*** Information given

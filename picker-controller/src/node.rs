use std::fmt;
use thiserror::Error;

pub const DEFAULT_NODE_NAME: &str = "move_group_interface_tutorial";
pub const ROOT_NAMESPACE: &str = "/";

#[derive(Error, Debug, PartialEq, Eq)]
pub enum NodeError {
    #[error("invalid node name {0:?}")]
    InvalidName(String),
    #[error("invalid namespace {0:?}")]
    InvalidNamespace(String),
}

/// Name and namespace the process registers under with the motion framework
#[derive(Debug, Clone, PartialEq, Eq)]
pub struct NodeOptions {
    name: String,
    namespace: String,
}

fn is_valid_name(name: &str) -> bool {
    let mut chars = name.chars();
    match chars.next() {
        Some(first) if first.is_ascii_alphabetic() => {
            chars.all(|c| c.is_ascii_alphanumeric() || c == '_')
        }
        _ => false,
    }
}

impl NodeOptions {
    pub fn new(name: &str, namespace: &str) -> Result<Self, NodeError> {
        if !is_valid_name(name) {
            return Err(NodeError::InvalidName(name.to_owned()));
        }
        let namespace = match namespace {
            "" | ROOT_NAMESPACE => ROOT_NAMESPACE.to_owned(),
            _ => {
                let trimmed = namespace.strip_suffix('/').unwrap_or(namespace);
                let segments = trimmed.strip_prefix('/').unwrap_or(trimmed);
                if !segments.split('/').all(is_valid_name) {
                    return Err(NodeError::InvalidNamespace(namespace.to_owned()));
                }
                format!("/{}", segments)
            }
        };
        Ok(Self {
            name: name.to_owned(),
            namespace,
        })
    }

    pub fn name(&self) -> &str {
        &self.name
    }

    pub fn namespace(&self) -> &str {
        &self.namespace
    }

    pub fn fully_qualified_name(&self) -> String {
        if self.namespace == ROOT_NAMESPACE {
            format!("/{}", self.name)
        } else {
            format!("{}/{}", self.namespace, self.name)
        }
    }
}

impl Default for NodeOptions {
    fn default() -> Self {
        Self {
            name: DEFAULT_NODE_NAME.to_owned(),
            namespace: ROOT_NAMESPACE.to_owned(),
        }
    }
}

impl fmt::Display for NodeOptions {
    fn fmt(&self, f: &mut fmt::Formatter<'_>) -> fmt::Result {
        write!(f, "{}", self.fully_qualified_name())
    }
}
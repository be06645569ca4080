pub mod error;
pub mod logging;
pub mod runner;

******

## Task goal:
Go through the records above and return each line in which the word "match" occurs.

## Task output:
    match chars.next() {
        let namespace = match namespace {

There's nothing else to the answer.